Content starts

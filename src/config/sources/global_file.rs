//! Global config file source: $XDG_CONFIG_HOME/snipgen/config.toml (or the platform equivalent)

use config::builder::DefaultState;
use config::ConfigBuilder;
use config::File;
use directories::BaseDirs;
use std::path::PathBuf;
use tracing::debug;

/// Path to the global config file, when a home directory can be resolved.
pub fn global_config_path() -> Option<PathBuf> {
    BaseDirs::new().map(|dirs| dirs.config_dir().join("snipgen").join("config.toml"))
}

/// Add the global config file to the builder if it exists.
pub fn add_to_builder(builder: ConfigBuilder<DefaultState>) -> ConfigBuilder<DefaultState> {
    match global_config_path() {
        Some(path) if path.exists() => builder.add_source(File::from(path).required(false)),
        Some(path) => {
            debug!(config_path = %path.display(), "No global configuration file");
            builder
        }
        None => builder,
    }
}
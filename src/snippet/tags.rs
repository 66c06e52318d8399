//! Keyword tags.
//!
//! A tag is a keyword of the form `meta-<name>` or `meta-<name>:<value>`.
//! Tag names are matched ASCII case-insensitively.

/// Reserved prefix shared by every tag keyword.
pub const META_PREFIX: &str = "meta-";

/// Name prefix of generation directives (`meta-generate...`).
pub const GENERATE_PREFIX: &str = "generate";

/// Stamped on every snippet produced by the generator.
pub const AUTO_GENERATED: &str = "auto-generated";

/// Secondary invocation keyword; expanded into a sibling snippet.
pub const ALTERNATIVE_SHORTCUT: &str = "alternative-shortcut";

/// Marks siblings whose title was suffixed with ` _`.
pub const TITLE_ENDS_WITH_UNDERSCORE: &str = "title-ends-with-underscore";

const VALUE_SEPARATOR: char = ':';

/// Result of a tag lookup on a snippet's keywords.
#[derive(Debug, Clone, PartialEq, Eq)]
pub struct TagInfo {
    /// Position of the tag keyword in the snippet's keyword list.
    pub keyword_index: usize,
    /// Text after `:`; empty when the tag carries no value.
    pub value: String,
}

/// Builds the keyword for a value-less tag.
pub fn tag_keyword(name: &str) -> String {
    format!("{}{}", META_PREFIX, name)
}

/// Builds the keyword for a tag with a value.
pub fn tag_keyword_with_value(name: &str, value: &str) -> String {
    format!("{}{}{}{}", META_PREFIX, name, VALUE_SEPARATOR, value)
}

/// Case-insensitive `starts_with` that never splits a UTF-8 character.
pub(crate) fn starts_with_ignore_case(text: &str, prefix: &str) -> bool {
    text.len() >= prefix.len()
        && text.is_char_boundary(prefix.len())
        && text[..prefix.len()].eq_ignore_ascii_case(prefix)
}

/// Splits a tag keyword into `(name, value)`. Returns `None` for plain keywords.
pub(crate) fn parse_tag(keyword: &str) -> Option<(&str, &str)> {
    if !starts_with_ignore_case(keyword, META_PREFIX) {
        return None;
    }
    let rest = &keyword[META_PREFIX.len()..];
    match rest.split_once(VALUE_SEPARATOR) {
        Some((name, value)) => Some((name, value)),
        None => Some((rest, "")),
    }
}

/// Whether `keyword` is the tag `name`, with or without a value.
pub(crate) fn matches_tag(keyword: &str, name: &str) -> bool {
    parse_tag(keyword).is_some_and(|(tag, _)| tag.eq_ignore_ascii_case(name))
}

/// Whether `keyword` is a generation directive. A bare `meta-generate` names none.
pub(crate) fn is_generate_directive(keyword: &str) -> bool {
    parse_tag(keyword).is_some_and(|(tag, _)| {
        tag.len() > GENERATE_PREFIX.len() && starts_with_ignore_case(tag, GENERATE_PREFIX)
    })
}
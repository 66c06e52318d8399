//! Built-in command family driven by `meta-generate-*` directive keywords.
//!
//! | directive                              | command                    |
//! |----------------------------------------|----------------------------|
//! | `meta-generate-copy`                   | [`CopyCommand`]            |
//! | `meta-generate-language:<language>`    | [`RetargetLanguageCommand`]|
//! | `meta-generate-shortcut-prefix:<text>` | [`ShortcutPrefixCommand`]  |
//! | `meta-generate-title-suffix:<text>`    | [`TitleSuffixCommand`]     |
//!
//! Emitted snippets have their directive keywords stripped.

use crate::command::{Command, CommandFactory, ExecutionContext};
use crate::snippet::{Language, Snippet};
use tracing::warn;

pub const COPY_DIRECTIVE: &str = "generate-copy";
pub const LANGUAGE_DIRECTIVE: &str = "generate-language";
pub const SHORTCUT_PREFIX_DIRECTIVE: &str = "generate-shortcut-prefix";
pub const TITLE_SUFFIX_DIRECTIVE: &str = "generate-title-suffix";

/// Working copy with directive keywords removed.
fn derived(context: &ExecutionContext) -> Snippet {
    let mut snippet = context.snippet().clone();
    snippet.remove_generate_directives();
    snippet
}

#[derive(Debug, Clone, Default)]
pub struct CopyCommand;

impl Command for CopyCommand {
    fn name(&self) -> &str {
        "copy"
    }

    fn execute(&self, context: &mut ExecutionContext) {
        let snippet = derived(context);
        context.push(snippet);
    }
}

#[derive(Debug, Clone)]
pub struct RetargetLanguageCommand {
    pub language: Language,
}

impl Command for RetargetLanguageCommand {
    fn name(&self) -> &str {
        "retarget-language"
    }

    fn execute(&self, context: &mut ExecutionContext) {
        if context.snippet().language == self.language {
            context.cancel();
            return;
        }
        let mut snippet = derived(context);
        snippet.language = self.language;
        context.push(snippet);
    }
}

#[derive(Debug, Clone)]
pub struct ShortcutPrefixCommand {
    pub prefix: String,
}

impl Command for ShortcutPrefixCommand {
    fn name(&self) -> &str {
        "shortcut-prefix"
    }

    fn execute(&self, context: &mut ExecutionContext) {
        if self.prefix.is_empty() || context.snippet().shortcut.starts_with(&self.prefix) {
            context.cancel();
            return;
        }
        let mut snippet = derived(context);
        snippet.shortcut = format!("{}{}", self.prefix, snippet.shortcut);
        context.push(snippet);
    }
}

#[derive(Debug, Clone)]
pub struct TitleSuffixCommand {
    pub suffix: String,
}

impl Command for TitleSuffixCommand {
    fn name(&self) -> &str {
        "title-suffix"
    }

    fn execute(&self, context: &mut ExecutionContext) {
        if self.suffix.trim().is_empty() {
            context.cancel();
            return;
        }
        let mut snippet = derived(context);
        snippet.suffix_title(&format!(" {}", self.suffix));
        context.push(snippet);
    }
}

/// Maps each directive keyword of a template to one command, in keyword order.
#[derive(Debug, Clone, Default)]
pub struct DirectiveCommandFactory;

impl DirectiveCommandFactory {
    pub fn new() -> Self {
        Self
    }

    fn command_for(&self, snippet: &Snippet, name: &str, value: &str) -> Option<Box<dyn Command>> {
        let name = name.to_ascii_lowercase();
        match name.as_str() {
            COPY_DIRECTIVE => Some(Box::new(CopyCommand)),
            LANGUAGE_DIRECTIVE => match value.parse::<Language>() {
                Ok(language) => Some(Box::new(RetargetLanguageCommand { language })),
                Err(e) => {
                    warn!(template = %snippet.identity(), directive = %name, "{}", e);
                    None
                }
            },
            SHORTCUT_PREFIX_DIRECTIVE => Some(Box::new(ShortcutPrefixCommand {
                prefix: value.to_string(),
            })),
            TITLE_SUFFIX_DIRECTIVE => Some(Box::new(TitleSuffixCommand {
                suffix: value.to_string(),
            })),
            _ => {
                warn!(template = %snippet.identity(), directive = %name, "Unknown generate directive");
                None
            }
        }
    }
}

impl CommandFactory for DirectiveCommandFactory {
    fn create_commands(&self, snippet: &Snippet) -> Vec<Box<dyn Command>> {
        let mut commands: Vec<Box<dyn Command>> = snippet
            .generate_directives()
            .filter_map(|(name, value)| self.command_for(snippet, name, value))
            .collect();

        if commands.is_empty() && snippet.language.is_markup() && !snippet.has_generate_directive() {
            commands.push(Box::new(CopyCommand));
        }

        commands
    }
}
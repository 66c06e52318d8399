//! Error types for snippet generation.

use std::path::PathBuf;
use thiserror::Error;

/// Template loading errors
#[derive(Debug, Error)]
pub enum SourceError {
    #[error("Template I/O error: {0}")]
    Io(#[from] std::io::Error),

    #[error("Failed to walk {path:?}: {message}")]
    Walk { path: PathBuf, message: String },

    #[error("Failed to parse template {path:?}: {message}")]
    Parse { path: PathBuf, message: String },

    #[error("Template root not found: {0:?}")]
    RootNotFound(PathBuf),
}

/// Errors raised while generating snippets from a template.
///
/// Both variants describe authoring mistakes in templates; they carry the
/// template identity so the author can locate it. None of them is retried.
#[derive(Debug, Error)]
pub enum GenerationError {
    #[error(
        "Template {identity} has no generate directive and is not markup; \
         add a `meta-generate...` keyword"
    )]
    PreconditionViolated { identity: String },

    #[error("Malformed `{tag}` tag on {identity}: {message}")]
    MalformedTag {
        identity: String,
        tag: String,
        message: String,
    },

    #[error("Template source error: {0}")]
    Source(#[from] SourceError),
}

/// Host-level errors surfaced by the CLI
#[derive(Debug, Error)]
pub enum ApiError {
    #[error("{0}")]
    Generation(#[from] GenerationError),

    #[error("Configuration error: {0}")]
    ConfigError(String),

    #[error("Failed to write {path:?}: {message}")]
    Output { path: PathBuf, message: String },

    #[error("{0}")]
    Failed(String),
}

impl From<SourceError> for ApiError {
    fn from(err: SourceError) -> Self {
        ApiError::Generation(GenerationError::Source(err))
    }
}

impl From<config::ConfigError> for ApiError {
    fn from(err: config::ConfigError) -> Self {
        ApiError::ConfigError(err.to_string())
    }
}
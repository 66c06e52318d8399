//! CLI output: error mapping from domain errors to stable CLI surface.

use crate::error::{ApiError, GenerationError};

/// Map domain/service errors to a string for CLI output.
pub fn map_error(e: &ApiError) -> String {
    match e {
        ApiError::Generation(GenerationError::PreconditionViolated { .. }) => {
            format!("error: {}\nhint: run `snipgen check` to list every offending template", e)
        }
        _ => format!("error: {}", e),
    }
}
//! snipgen CLI Binary
//!
//! Command-line interface for expanding snippet templates.

use clap::Parser;
use snipgen::cli::{Cli, RunContext};
use snipgen::config::{ConfigLoader, SnipgenConfig};
use snipgen::logging::{init_logging, LoggingConfig};
use std::process;
use tracing::{error, info};

fn main() {
    let cli = Cli::parse();

    let loaded = ConfigLoader::load_for(&cli.workspace, cli.config.as_deref());

    let logging_config = build_logging_config(&cli, loaded.as_ref().ok());
    if let Err(e) = init_logging(Some(&logging_config)) {
        eprintln!("Failed to initialize logging: {}", e);
        process::exit(1);
    }

    info!("snipgen starting");

    let context = match loaded.and_then(|config| RunContext::with_config(cli.workspace.clone(), config)) {
        Ok(ctx) => ctx,
        Err(e) => {
            error!("Error loading configuration: {}", e);
            eprintln!("{}", snipgen::cli::map_error(&e));
            process::exit(1);
        }
    };

    match context.execute(&cli.command) {
        Ok(output) => {
            info!("Command completed successfully");
            println!("{}", output);
        }
        Err(e) => {
            error!("Command failed: {}", e);
            eprintln!("{}", snipgen::cli::map_error(&e));
            process::exit(1);
        }
    }
}

/// Build logging configuration from CLI args and the loaded config.
/// Precedence: CLI flags override config file override defaults.
/// Defaults apply when the config failed to load, so that failure can still be logged.
fn build_logging_config(cli: &Cli, loaded: Option<&SnipgenConfig>) -> LoggingConfig {
    let mut config = loaded.map(|c| c.logging.clone()).unwrap_or_default();

    if cli.quiet {
        config.enabled = false;
    }
    if cli.verbose {
        config.level = "debug".to_string();
    }
    if let Some(ref level) = cli.log_level {
        config.level = level.clone();
    }
    if let Some(ref format) = cli.log_format {
        config.format = format.clone();
    }
    if let Some(ref output) = cli.log_output {
        config.output = output.clone();
    }
    if let Some(ref file) = cli.log_file {
        config.file = Some(file.clone());
    }

    config
}
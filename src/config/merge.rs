//! Merge rules: defaults, override order, conflict handling.

use config::builder::DefaultState;
use config::Config;
use config::ConfigBuilder;
use config::ConfigError;

/// Create a Config builder with merge policy defaults applied.
pub fn builder_with_defaults() -> Result<ConfigBuilder<DefaultState>, ConfigError> {
    Config::builder()
        .set_default("source.recursive", true)?
        .set_default(
            "source.extensions",
            vec![".snippet.toml".to_string(), ".snippet.json".to_string()],
        )?
        .set_default("output.directory", "generated")?
        .set_default("output.format", "toml")?
        .set_default("generation.alternative_shortcuts", true)?
        .set_default("generation.failure_policy", "fail_immediately")
}
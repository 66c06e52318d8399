//! CLI parse: clap types for snipgen. No behavior; definitions only.

use clap::{Parser, Subcommand, ValueEnum};
use std::path::PathBuf;

/// snipgen - expand snippet templates into generated snippets
#[derive(Parser, Debug)]
#[command(name = "snipgen")]
#[command(about = "Expand snippet templates into generated snippets")]
pub struct Cli {
    #[command(subcommand)]
    pub command: Commands,

    /// Workspace root directory (holds snipgen.toml)
    #[arg(long, default_value = ".")]
    pub workspace: PathBuf,

    /// Configuration file path (overrides default config loading)
    #[arg(long)]
    pub config: Option<PathBuf>,

    /// Enable verbose logging
    #[arg(long, short)]
    pub verbose: bool,

    /// Disable logging entirely
    #[arg(long, short, conflicts_with = "verbose")]
    pub quiet: bool,

    /// Log level (trace, debug, info, warn, error, off)
    #[arg(long)]
    pub log_level: Option<String>,

    /// Log format (json, text)
    #[arg(long)]
    pub log_format: Option<String>,

    /// Log output (stderr, stdout, file)
    #[arg(long)]
    pub log_output: Option<String>,

    /// Log file path (if output is "file")
    #[arg(long)]
    pub log_file: Option<PathBuf>,
}

#[derive(Debug, Clone, Copy, PartialEq, Eq, ValueEnum)]
pub enum OutputFormatArg {
    Toml,
    Json,
}

#[derive(Subcommand, Debug)]
pub enum Commands {
    /// Generate snippets from a template directory
    Generate {
        /// Template directory (defaults to source.directory from config)
        #[arg(long)]
        source: Option<PathBuf>,

        /// Output directory (defaults to output.directory from config)
        #[arg(long)]
        output: Option<PathBuf>,

        /// Only read templates directly inside the source directory
        #[arg(long)]
        top_level_only: bool,

        /// Skip the alternative-shortcut pass
        #[arg(long)]
        no_alternative_shortcuts: bool,

        /// Output file format
        #[arg(long, value_enum)]
        format: Option<OutputFormatArg>,

        /// Report template errors and keep going instead of stopping at the first
        #[arg(long)]
        keep_going: bool,

        /// Generate without writing files
        #[arg(long)]
        dry_run: bool,
    },
    /// Check that every template can be generated from
    Check {
        /// Template directory (defaults to source.directory from config)
        #[arg(long)]
        source: Option<PathBuf>,

        /// Only read templates directly inside the source directory
        #[arg(long)]
        top_level_only: bool,
    },
}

Content ends

* _Directions for this task_: Count every line in the listing that holds the word "SnipgenConfig". Report the count and nothing else.

* _Answer space_: 2